É sabido que o direito brasileiro adota a teoria da distinção patrimonial entre sócios e sociedade. Assim, as dívidas originadas da sociedade, por regra, se por ela não suportada, não podem ser exigidas diretamente dos sócios que a compõe.
A essa opção legislativa dá-se o nome de princípio da separação de personalidades. Ocorre que tal princípio não é absoluto – admite exceções – que são trazidas tanto no próprio Código Civil como em microssistemas protetivos, como o Código de Defesa do Consumidor.
Neste parecer, abordar-se-á as duas grandes teorias que autorizam o afastamento da personalidade jurídica para determinados casos concretos.

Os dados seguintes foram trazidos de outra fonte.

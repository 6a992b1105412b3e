//! The build-to-package pipeline skeleton shared by every project variant.
//!
//! ```text
//! Provision → Materialize → Resolve(dev) → Build → Resolve(prod)
//!           → Collect → Assemble → Emit
//! ```
//!
//! Phases run strictly in order. Collection areas and function bundles are
//! processed concurrently inside their phase. Any failure aborts the run
//! with a [`PipelineError`] naming the phase; the work directories are
//! removed on every exit path.

use std::collections::BTreeMap;
use std::path::{Path, PathBuf};

use funcpack_core::{ArtifactMap, BuildSettings, FileManifest, Output, RoutingManifest};

use crate::archive::{ArchiveWriter, ZipArchiveWriter, package};
use crate::assemble::{BundleInputs, assemble};
use crate::collect::{Area, AreaKind};
use crate::deps::DependencyMode;
use crate::error::{PackagingError, Phase, PhaseError, PipelineError, SourceError};
use crate::materialize::{is_single_segment, materialize, normalize_relative};
use crate::workspace::{Provisioner, WorkPaths};

/// States a pipeline run passes through.
#[derive(Debug, Clone, Copy, PartialEq, Eq)]
pub enum PipelineState {
    Provisioned,
    Materialized,
    DevResolved,
    Built,
    ProdResolved,
    Collected,
    Assembled,
    Emitted,
    Failed { phase: Phase },
}

/// Variant-specific behaviour plugged into the [`Pipeline`].
pub trait Packager: Sync {
    /// Project facts read once the source tree exists.
    type Plan: Sync;

    /// Short variant name for logs.
    fn variant(&self) -> &'static str;

    /// File whose directory is the project root, e.g. `package.json`.
    fn root_marker(&self) -> &str;

    /// Read project and framework configuration from `project_dir`.
    fn plan(
        &self,
        project_dir: &Path,
        paths: &WorkPaths,
        settings: &BuildSettings,
    ) -> Result<Self::Plan, PhaseError>;

    /// Install the `mode` dependency set and make it active.
    fn resolve(
        &self,
        plan: &Self::Plan,
        mode: DependencyMode,
        paths: &WorkPaths,
    ) -> Result<(), PhaseError>;

    /// Run the framework build tool.
    fn build(&self, plan: &Self::Plan, paths: &WorkPaths) -> Result<(), PhaseError>;

    /// Source areas to collect after the production resolve.
    fn areas(&self, plan: &Self::Plan, paths: &WorkPaths) -> Vec<Area>;

    fn entry_points(&self, plan: &Self::Plan) -> Vec<String>;

    /// Everything needed to assemble the bundle for `entry`.
    fn bundle_inputs(&self, plan: &Self::Plan, collected: &Collected, entry: &str) -> BundleInputs;

    fn routes(&self, plan: &Self::Plan) -> RoutingManifest;
}

/// Collected artifacts grouped by where they end up.
#[derive(Debug, Clone, Default)]
pub struct Collected {
    /// Static and client assets, published as static outputs.
    pub statics: ArtifactMap,
    /// Server build output, bundled into functions.
    pub server: ArtifactMap,
    /// Production dependencies, bundled into functions.
    pub dependencies: ArtifactMap,
}

/// Input of one pipeline run.
#[derive(Debug, Clone)]
pub struct BuildRequest {
    pub manifest: FileManifest,
    /// Manifest path marking the project root (its directory).
    pub entrypoint: String,
    pub settings: BuildSettings,
}

/// Result of a successful run.
///
/// Owns the run's work directories, which back the file references in
/// `outputs`; dropping the output removes them.
#[derive(Debug)]
pub struct BuildOutput {
    pub outputs: BTreeMap<String, Output>,
    pub routes: RoutingManifest,
    pub history: Vec<PipelineState>,
    workspace: WorkPaths,
}

impl BuildOutput {
    pub fn workspace(&self) -> &WorkPaths {
        &self.workspace
    }

    pub fn functions(&self) -> impl Iterator<Item = &funcpack_core::PackagedFunction> {
        self.outputs.values().filter_map(Output::as_function)
    }

    /// Write the deployable layout to `dir`:
    ///
    /// ```text
    /// dir/static/<path>
    /// dir/functions/<name>.zip
    /// dir/functions/<name>.json
    /// dir/routes.json
    /// ```
    ///
    /// Output from an earlier build in `dir` is removed first. Every output
    /// key is checked before anything is written: static paths must be
    /// normalized relative paths and function names single path segments.
    pub fn write_to(&self, dir: &Path) -> std::io::Result<()> {
        for (name, output) in &self.outputs {
            let contained = match output {
                Output::Static(_) => normalize_relative(name).is_ok_and(|n| n == *name),
                Output::Function(_) => is_single_segment(name),
            };
            if !contained {
                return Err(std::io::Error::new(
                    std::io::ErrorKind::InvalidInput,
                    format!("output name {name:?} would be written outside {}", dir.display()),
                ));
            }
        }

        clear_previous_output(dir)?;
        let functions = dir.join("functions");
        std::fs::create_dir_all(&functions)?;
        std::fs::create_dir_all(dir.join("static"))?;

        for (name, output) in &self.outputs {
            match output {
                Output::Static(content) => content.write_to(&dir.join("static").join(name))?,
                Output::Function(function) => {
                    std::fs::write(functions.join(format!("{name}.zip")), &function.archive)?;
                    let meta = serde_json::to_string_pretty(&function.meta())
                        .map_err(std::io::Error::other)?;
                    std::fs::write(functions.join(format!("{name}.json")), meta)?;
                }
            }
        }

        let routes = self.routes.to_json().map_err(std::io::Error::other)?;
        std::fs::write(dir.join("routes.json"), routes)?;

        tracing::info!(dir = %dir.display(), outputs = self.outputs.len(), "wrote build output");
        Ok(())
    }

    /// Remove the work directories now, reporting failures.
    pub fn close(self) -> std::io::Result<()> {
        self.workspace.close()
    }
}

/// Remove the parts of `dir` that [`BuildOutput::write_to`] owns.
fn clear_previous_output(dir: &Path) -> std::io::Result<()> {
    for sub in ["static", "functions"] {
        let path = dir.join(sub);
        if path.try_exists()? {
            std::fs::remove_dir_all(&path)?;
            tracing::debug!(path = %path.display(), "removed previous build output");
        }
    }
    let routes = dir.join("routes.json");
    if routes.try_exists()? {
        std::fs::remove_file(&routes)?;
    }
    Ok(())
}

/// Runs packagers through the phase sequence.
pub struct Pipeline {
    provisioner: Provisioner,
    archiver: Box<dyn ArchiveWriter>,
}

impl Pipeline {
    pub fn new(provisioner: Provisioner) -> Self {
        Self {
            provisioner,
            archiver: Box::new(ZipArchiveWriter),
        }
    }

    pub fn with_archiver(mut self, archiver: impl ArchiveWriter + 'static) -> Self {
        self.archiver = Box::new(archiver);
        self
    }

    pub fn run<P: Packager>(
        &self,
        packager: &P,
        request: BuildRequest,
    ) -> Result<BuildOutput, PipelineError> {
        let mut history = Vec::new();
        let result = self.run_phases(packager, request, &mut history);
        if let Err(e) = &result {
            history.push(PipelineState::Failed { phase: e.phase });
            tracing::error!(
                variant = packager.variant(),
                phase = %e.phase,
                error = %e.source,
                history = ?history,
                "pipeline failed"
            );
        }
        result
    }

    fn run_phases<P: Packager>(
        &self,
        packager: &P,
        request: BuildRequest,
        history: &mut Vec<PipelineState>,
    ) -> Result<BuildOutput, PipelineError> {
        let mut advance = |state: PipelineState| {
            tracing::info!(variant = packager.variant(), state = ?state, "pipeline advanced");
            history.push(state);
        };

        let paths = self
            .provisioner
            .allocate()
            .map_err(|e| PipelineError::new(Phase::Provision, PhaseError::Workspace { source: e }))?;
        advance(PipelineState::Provisioned);

        let project_dir = materialize_source(&request, &paths, packager.root_marker())
            .map_err(|e| PipelineError::new(Phase::Materialize, e))?;
        let plan = packager
            .plan(&project_dir, &paths, &request.settings)
            .map_err(|e| PipelineError::new(Phase::Materialize, e))?;
        advance(PipelineState::Materialized);

        packager
            .resolve(&plan, DependencyMode::Dev, &paths)
            .map_err(|e| PipelineError::new(Phase::ResolveDev, e))?;
        advance(PipelineState::DevResolved);

        packager
            .build(&plan, &paths)
            .map_err(|e| PipelineError::new(Phase::Build, e))?;
        advance(PipelineState::Built);

        packager
            .resolve(&plan, DependencyMode::Prod, &paths)
            .map_err(|e| PipelineError::new(Phase::ResolveProd, e))?;
        advance(PipelineState::ProdResolved);

        let collected = collect_areas(&packager.areas(&plan, &paths))
            .map_err(|e| PipelineError::new(Phase::Collect, e))?;
        advance(PipelineState::Collected);

        let functions = self
            .assemble_all(packager, &plan, &collected)
            .map_err(|e| PipelineError::new(Phase::Assemble, e))?;
        advance(PipelineState::Assembled);

        let routes = packager.routes(&plan);
        let outputs =
            emit_outputs(collected.statics, functions).map_err(|e| PipelineError::new(Phase::Emit, e))?;
        advance(PipelineState::Emitted);

        Ok(BuildOutput {
            outputs,
            routes,
            history: std::mem::take(history),
            workspace: paths,
        })
    }

    fn assemble_all<P: Packager>(
        &self,
        packager: &P,
        plan: &P::Plan,
        collected: &Collected,
    ) -> Result<Vec<funcpack_core::PackagedFunction>, PackagingError> {
        let entries = packager.entry_points(plan);
        let archiver = self.archiver.as_ref();

        std::thread::scope(|s| {
            let handles: Vec<_> = entries
                .iter()
                .map(|entry| {
                    s.spawn(move || {
                        let bundle = assemble(packager.bundle_inputs(plan, collected, entry))?;
                        package(bundle, archiver)
                    })
                })
                .collect();
            handles
                .into_iter()
                .map(|h| h.join().unwrap_or_else(|p| std::panic::resume_unwind(p)))
                .collect()
        })
    }
}

/// Check the entrypoint, write the source tree, return the project root.
fn materialize_source(
    request: &BuildRequest,
    paths: &WorkPaths,
    marker: &str,
) -> Result<PathBuf, SourceError> {
    let entrypoint = normalize_relative(&request.entrypoint)?;
    let listed = request
        .manifest
        .iter()
        .any(|(path, _)| normalize_relative(path).is_ok_and(|p| p == entrypoint));
    if !listed {
        return Err(SourceError::MissingEntrypoint(request.entrypoint.clone()));
    }

    materialize(&request.manifest, paths.src())?;

    let project_dir = project_root(paths.src(), &entrypoint, marker);
    tracing::info!(project = %project_dir.display(), files = request.manifest.len(), "source materialized");
    Ok(project_dir)
}

/// Nearest directory at or above the entrypoint's that holds `marker`.
///
/// Falls back to the entrypoint's directory; never leaves `src`.
pub fn project_root(src: &Path, entrypoint: &str, marker: &str) -> PathBuf {
    let start = match Path::new(entrypoint).parent() {
        Some(parent) => src.join(parent),
        None => src.to_path_buf(),
    };
    start
        .ancestors()
        .take_while(|dir| dir.starts_with(src))
        .find(|dir| dir.join(marker).is_file())
        .unwrap_or(&start)
        .to_path_buf()
}

/// Collect every area concurrently and check the areas are disjoint.
pub fn collect_areas(areas: &[Area]) -> Result<Collected, PackagingError> {
    let results: Vec<(AreaKind, Result<ArtifactMap, PackagingError>)> = std::thread::scope(|s| {
        let handles: Vec<_> = areas
            .iter()
            .map(|area| (area.kind(), s.spawn(move || area.collect())))
            .collect();
        handles
            .into_iter()
            .map(|(kind, h)| (kind, h.join().unwrap_or_else(|p| std::panic::resume_unwind(p))))
            .collect()
    });

    let mut union = ArtifactMap::new();
    let mut collected = Collected::default();
    for (kind, result) in results {
        let map = result?;
        union.merge(map.clone())?;
        let target = match kind {
            AreaKind::Static | AreaKind::Client => &mut collected.statics,
            AreaKind::Server => &mut collected.server,
            AreaKind::Dependencies => &mut collected.dependencies,
        };
        target.merge(map)?;
    }

    tracing::info!(
        statics = collected.statics.len(),
        server = collected.server.len(),
        dependencies = collected.dependencies.len(),
        "collected artifacts"
    );
    Ok(collected)
}

fn emit_outputs(
    statics: ArtifactMap,
    functions: Vec<funcpack_core::PackagedFunction>,
) -> Result<BTreeMap<String, Output>, PackagingError> {
    let mut outputs = BTreeMap::new();
    for (path, content) in statics {
        outputs.insert(path, Output::Static(content));
    }
    for function in functions {
        let name = function.bundle.name.clone();
        if outputs.contains_key(&name) {
            return Err(funcpack_core::Collision(name).into());
        }
        outputs.insert(name, Output::Function(Box::new(function)));
    }
    Ok(outputs)
}
use std::collections::{BTreeMap, VecDeque};
use std::io::{BufRead, BufReader, Read};
use std::path::{Path, PathBuf};
use std::process::{Command, Stdio};
use std::sync::{Mutex, PoisonError};

/// Number of trailing output lines kept for error reports.
const DEFAULT_TAIL_LINES: usize = 40;

/// One external command invocation.
#[derive(Debug, Clone, PartialEq, Eq)]
pub struct CommandSpec {
    pub program: String,
    pub args: Vec<String>,
    pub cwd: PathBuf,
    /// Variables added to (or overriding) the inherited environment
    pub env: BTreeMap<String, String>,
}

impl CommandSpec {
    pub fn new(program: impl Into<String>, cwd: &Path) -> Self {
        Self {
            program: program.into(),
            args: Vec::new(),
            cwd: cwd.to_path_buf(),
            env: BTreeMap::new(),
        }
    }

    pub fn arg(mut self, arg: impl Into<String>) -> Self {
        self.args.push(arg.into());
        self
    }

    pub fn args<I, S>(mut self, args: I) -> Self
    where
        I: IntoIterator<Item = S>,
        S: Into<String>,
    {
        self.args.extend(args.into_iter().map(Into::into));
        self
    }

    pub fn envs(mut self, env: &BTreeMap<String, String>) -> Self {
        self.env
            .extend(env.iter().map(|(k, v)| (k.clone(), v.clone())));
        self
    }

    pub fn has_arg(&self, arg: &str) -> bool {
        self.args.iter().any(|a| a == arg)
    }

    /// Value following `flag`, for `--flag value` style arguments.
    pub fn flag_value(&self, flag: &str) -> Option<&str> {
        self.args
            .iter()
            .position(|a| a == flag)
            .and_then(|i| self.args.get(i + 1))
            .map(String::as_str)
    }
}

#[derive(Debug, thiserror::Error)]
pub enum RunError {
    #[error("`{program}` could not be started")]
    Spawn {
        program: String,
        source: std::io::Error,
    },

    #[error("`{program}` exited unsuccessfully")]
    Exit {
        program: String,
        /// `None` when terminated by a signal
        code: Option<i32>,
        output_tail: Vec<String>,
    },
}

/// Abstraction over subprocess execution for testability.
///
/// Production code uses [`SystemRunner`], tests use fakes or mockall mocks.
pub trait CommandRunner: Send + Sync {
    /// Run to completion, forwarding output for observability.
    fn run(&self, spec: &CommandSpec) -> Result<(), RunError>;
}

/// Runs commands as real subprocesses.
///
/// stdout and stderr are forwarded line by line as `tracing` events on the
/// `funcpack::tool` target; the last lines are kept for error reports.
#[derive(Debug, Clone)]
pub struct SystemRunner {
    tail_lines: usize,
}

impl Default for SystemRunner {
    fn default() -> Self {
        Self {
            tail_lines: DEFAULT_TAIL_LINES,
        }
    }
}

impl SystemRunner {
    pub fn new() -> Self {
        Self::default()
    }
}

impl CommandRunner for SystemRunner {
    fn run(&self, spec: &CommandSpec) -> Result<(), RunError> {
        tracing::info!(
            program = %spec.program,
            args = ?spec.args,
            cwd = %spec.cwd.display(),
            "running command"
        );

        let mut child = Command::new(&spec.program)
            .args(&spec.args)
            .current_dir(&spec.cwd)
            .envs(&spec.env)
            .stdin(Stdio::null())
            .stdout(Stdio::piped())
            .stderr(Stdio::piped())
            .spawn()
            .map_err(|e| RunError::Spawn {
                program: spec.program.clone(),
                source: e,
            })?;

        let tail = Mutex::new(VecDeque::with_capacity(self.tail_lines));
        let stdout = child.stdout.take();
        let stderr = child.stderr.take();

        std::thread::scope(|s| {
            if let Some(out) = stdout {
                s.spawn(|| forward_lines(out, &spec.program, &tail, self.tail_lines));
            }
            if let Some(err) = stderr {
                s.spawn(|| forward_lines(err, &spec.program, &tail, self.tail_lines));
            }
        });

        let status = child.wait().map_err(|e| RunError::Spawn {
            program: spec.program.clone(),
            source: e,
        })?;

        if status.success() {
            Ok(())
        } else {
            let output_tail = tail
                .into_inner()
                .unwrap_or_else(PoisonError::into_inner)
                .into_iter()
                .collect();
            Err(RunError::Exit {
                program: spec.program.clone(),
                code: status.code(),
                output_tail,
            })
        }
    }
}

fn forward_lines(
    stream: impl Read,
    program: &str,
    tail: &Mutex<VecDeque<String>>,
    limit: usize,
) {
    for line in BufReader::new(stream).lines() {
        let line = match line {
            Ok(line) => line,
            Err(e) => {
                tracing::debug!(program, error = %e, "stopped reading command output");
                break;
            }
        };
        tracing::info!(target: "funcpack::tool", tool = program, "{line}");

        let mut tail = tail.lock().unwrap_or_else(PoisonError::into_inner);
        if tail.len() == limit {
            tail.pop_front();
        }
        tail.push_back(line);
    }
}

#[cfg(test)]
mod tests {
    use super::*;

    #[test]
    fn builder_collects_args_and_env() {
        let mut env = BTreeMap::new();
        env.insert("NODE_ENV".to_owned(), "production".to_owned());
        let spec = CommandSpec::new("yarn", Path::new("/work"))
            .arg("install")
            .args(["--modules-folder", "/work/node_modules_dev"])
            .envs(&env);

        assert_eq!(spec.program, "yarn");
        assert!(spec.has_arg("install"));
        assert_eq!(spec.flag_value("--modules-folder"), Some("/work/node_modules_dev"));
        assert_eq!(spec.flag_value("--missing"), None);
        assert_eq!(spec.env["NODE_ENV"], "production");
    }

    #[cfg(unix)]
    #[test]
    fn system_runner_reports_exit_code_and_tail() {
        let tmp = tempfile::TempDir::new().unwrap();
        let spec = CommandSpec::new("sh", tmp.path()).args(["-c", "echo boom; exit 3"]);

        let err = SystemRunner::new().run(&spec).unwrap_err();
        match err {
            RunError::Exit {
                code, output_tail, ..
            } => {
                assert_eq!(code, Some(3));
                assert_eq!(output_tail, vec!["boom"]);
            }
            other => panic!("unexpected error: {other}"),
        }
    }

    #[test]
    fn system_runner_reports_missing_program() {
        let tmp = tempfile::TempDir::new().unwrap();
        let spec = CommandSpec::new("funcpack-no-such-program", tmp.path());
        assert!(matches!(
            SystemRunner::new().run(&spec),
            Err(RunError::Spawn { .. })
        ));
    }
}
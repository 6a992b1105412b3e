use funcpack_core::{FuncpackConfig, Variant};
use tempfile::TempDir;

#[test]
fn load_returns_defaults_when_no_config_file() {
    let tmp = TempDir::new().unwrap();
    let config = FuncpackConfig::load(tmp.path()).unwrap();

    assert!(config.project.name.is_none());
    assert_eq!(config.project.variant, Variant::Js);
    assert_eq!(config.project.entrypoint(), "package.json");
    assert!(config.build.cache_dir.is_none());
    assert!(config.build.include_files.is_empty());
    assert!(config.build.env.is_empty());
    assert_eq!(
        config.framework.config_files,
        vec!["nuxt.config.js", "nuxt.config.ts"]
    );
    assert_eq!(config.framework.min_major, 2);
    assert_eq!(config.framework.max_major, 2);
    assert_eq!(config.framework.exclusion.version, 1);
    assert_eq!(config.deploy.token_reuse_limit, 10);
    assert_eq!(config.deploy.token_fetch_retries, 3);
    assert_eq!(config.deploy.token_retry_delay_ms, 500);
    assert!(config.deploy.token.is_none());
}

#[test]
fn load_parses_full_config() {
    let tmp = TempDir::new().unwrap();
    let toml = r#"
[project]
name = "storefront"
variant = "js"
entrypoint = "web/package.json"

[build]
cache_dir = "/var/cache/funcpack"
include_files = ["package.json", "locales/**"]

[build.env]
API_BASE = "https://api.example.com"

[framework]
config_files = ["project.config.js"]
package_manifest = "pkg.json"
build_command = ["nuxt", "build", "--config-file", "{config}"]
min_major = 2
max_major = 3

[framework.exclusion]
version = 2
replace = { nuxt = "nuxt-start" }
drop = ["@nuxt/typescript-build"]

[deploy]
command = ["platform-cli", "deploy", "--json"]
token_endpoint = "https://auth.example.com/token"
credentials_file = "/home/me/.platform/auth.json"
token_reuse_limit = 5
token_fetch_retries = 2
token_retry_delay_ms = 100
"#;
    std::fs::write(tmp.path().join("funcpack.toml"), toml).unwrap();

    let config = FuncpackConfig::load(tmp.path()).unwrap();

    assert_eq!(config.project.name.as_deref(), Some("storefront"));
    assert_eq!(config.project.entrypoint(), "web/package.json");
    assert_eq!(
        config.build.resolved_cache_dir(),
        std::path::PathBuf::from("/var/cache/funcpack")
    );
    assert_eq!(config.build.include_files, vec!["package.json", "locales/**"]);
    assert_eq!(config.build.env["API_BASE"], "https://api.example.com");
    assert_eq!(config.framework.package_manifest, "pkg.json");
    assert_eq!(config.framework.max_major, 3);
    assert_eq!(config.framework.exclusion.version, 2);
    assert_eq!(config.framework.exclusion.drop, vec!["@nuxt/typescript-build"]);
    assert_eq!(config.deploy.command, vec!["platform-cli", "deploy", "--json"]);
    assert_eq!(config.deploy.token_reuse_limit, 5);
    assert_eq!(
        config.deploy.resolved_credentials_file(),
        Some(std::path::PathBuf::from("/home/me/.platform/auth.json"))
    );
}

#[test]
fn load_cargo_variant_defaults_entrypoint() {
    let tmp = TempDir::new().unwrap();
    std::fs::write(
        tmp.path().join("funcpack.toml"),
        "[project]\nvariant = \"cargo\"\n",
    )
    .unwrap();

    let config = FuncpackConfig::load(tmp.path()).unwrap();
    assert_eq!(config.project.variant, Variant::Cargo);
    assert_eq!(config.project.entrypoint(), "Cargo.toml");
}

#[test]
fn load_partial_framework_section_fills_defaults() {
    let tmp = TempDir::new().unwrap();
    std::fs::write(
        tmp.path().join("funcpack.toml"),
        "[framework]\nconfig_files = [\"nuxt.config.mjs\"]\n",
    )
    .unwrap();

    let config = FuncpackConfig::load(tmp.path()).unwrap();
    assert_eq!(config.framework.config_files, vec!["nuxt.config.mjs"]);
    assert_eq!(config.framework.package_manifest, "package.json");
    assert_eq!(config.framework.exclusion.replace["nuxt-edge"], "nuxt-start-edge");
}

#[test]
fn load_invalid_toml_returns_parse_error() {
    let tmp = TempDir::new().unwrap();
    std::fs::write(tmp.path().join("funcpack.toml"), "not valid {{{{ toml").unwrap();

    let err = FuncpackConfig::load(tmp.path()).unwrap_err().to_string();
    assert!(err.contains("parse"));
}

#[test]
fn load_unknown_variant_is_an_error() {
    let tmp = TempDir::new().unwrap();
    std::fs::write(
        tmp.path().join("funcpack.toml"),
        "[project]\nvariant = \"cobol\"\n",
    )
    .unwrap();

    assert!(FuncpackConfig::load(tmp.path()).is_err());
}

Desde a década de 1960 alguns estudos foram trazidos à tona no sentido de ser inviável o direito proteger os sócios com base no princípio da separação de personalidades caso este viesse a praticar atos que configurassem abuso da personalidade jurídica.
Neste sentido, possível indicar o professor alemão Rolf Serick como um dos precursores da teoria que atualmente chama-se de “disregard doctrine”, que nada mais é que a possibilidade de afastamento momentâneo e excepcional do manto protetivo da personalidade jurídica para atingir a personalidade e patrimônio de seus sócios.
A ideia original é afastar abuso de direito por parte dos sócios que utilizem a personalidade jurídica como forma a esquivarem-se de obrigações que lhe seriam próprias. Neste sentido, Código Civil de 2002 dispõe em seu art. 50 que uma vez configurado o abuso de personalidade, provindo de desvio de finalidade ou confusão patrimonial, possível fica que o Poder Judiciário fure o bloqueio do princípio da separação de personalidades e chegue ao patrimônio do sócio que praticou o ato irregular.
Para estes casos, a doutrina optou por chamar a aplicação de teoria maior “disregard doctrine”, pois a crença é a de que a proteção dela seria maior que a teoria menor, que adiante será tratada.
Recentemente a desconsideração da personalidade jurídica prevista no Código Civil de 2002 foi afinada pela Medida Provisória 881 de 2019, quando deixou mais claro as hipóteses e restringiu as possibilidades de afastamento provisório da separação de personalidades, tornando a proteção patrimonial outorgada aos sócios ainda “maior”.
Ocorre que para outros casos abarcados por normas que protegem determinados sujeitos que, ao entender do Legislador, necessitam de maior proteção, a “disregard doctrine” é substancialmente alterada.
Duas dessas hipóteses são: legislação ambiental e legislação consumerista. Para estes dois casos aplica-se o que convencionou-se chamar de teoria menor da “disregard doctrine”.
A lógica é dar uma menor proteção patrimonial aos sócios da sociedade que tem sua personalidade afastada momentaneamente, que passará a ocorrer sempre que a pessoa jurídica estiver como obstáculo ao ressarcimento do dano causado pelos sócios ou pela própria pessoa jurídica.
Como se vê, trata-se de um grande aumento das possibilidades de afastamento da divisão patrimonial entre pessoa jurídica e sócios, afinal, independente de abuso, desvio de finalidade ou confusão patrimonial, bastará um inadimplemento da primeira para que o patrimônio do segundo fique sujeito àquele lesado.
A questão é polêmica, mas a escolha do legislador é clara: pela teoria menor, melhor é afastar a consagrada separação patrimonial de pessoa jurídica e sócio do que deixar os consumidores ou o meio ambiente lesados.
Em síntese, a diferença das teorias (maior e menor) residem no público ao qual são dirigidas e nas hipóteses de incidência. Para aquela maior, abarca-se as generalidades de relações jurídicas, mas, para aplica-la, necessário demonstrar abuso de personalidade jurídica por meio de desvio de finalidade ou abuso de direito.
Por sua vez, a teoria menor aplica-se a casos restritos nos quais o legislador entende que deva dar maior proteção a determinado tipo de parte numa relação jurídica. Assim, para o consumidor, por exemplo, bastará que demonstre que teve um prejuízo não ressarcido pela pessoa jurídica, que facilmente poderá atingir o patrimônio de seus sócios.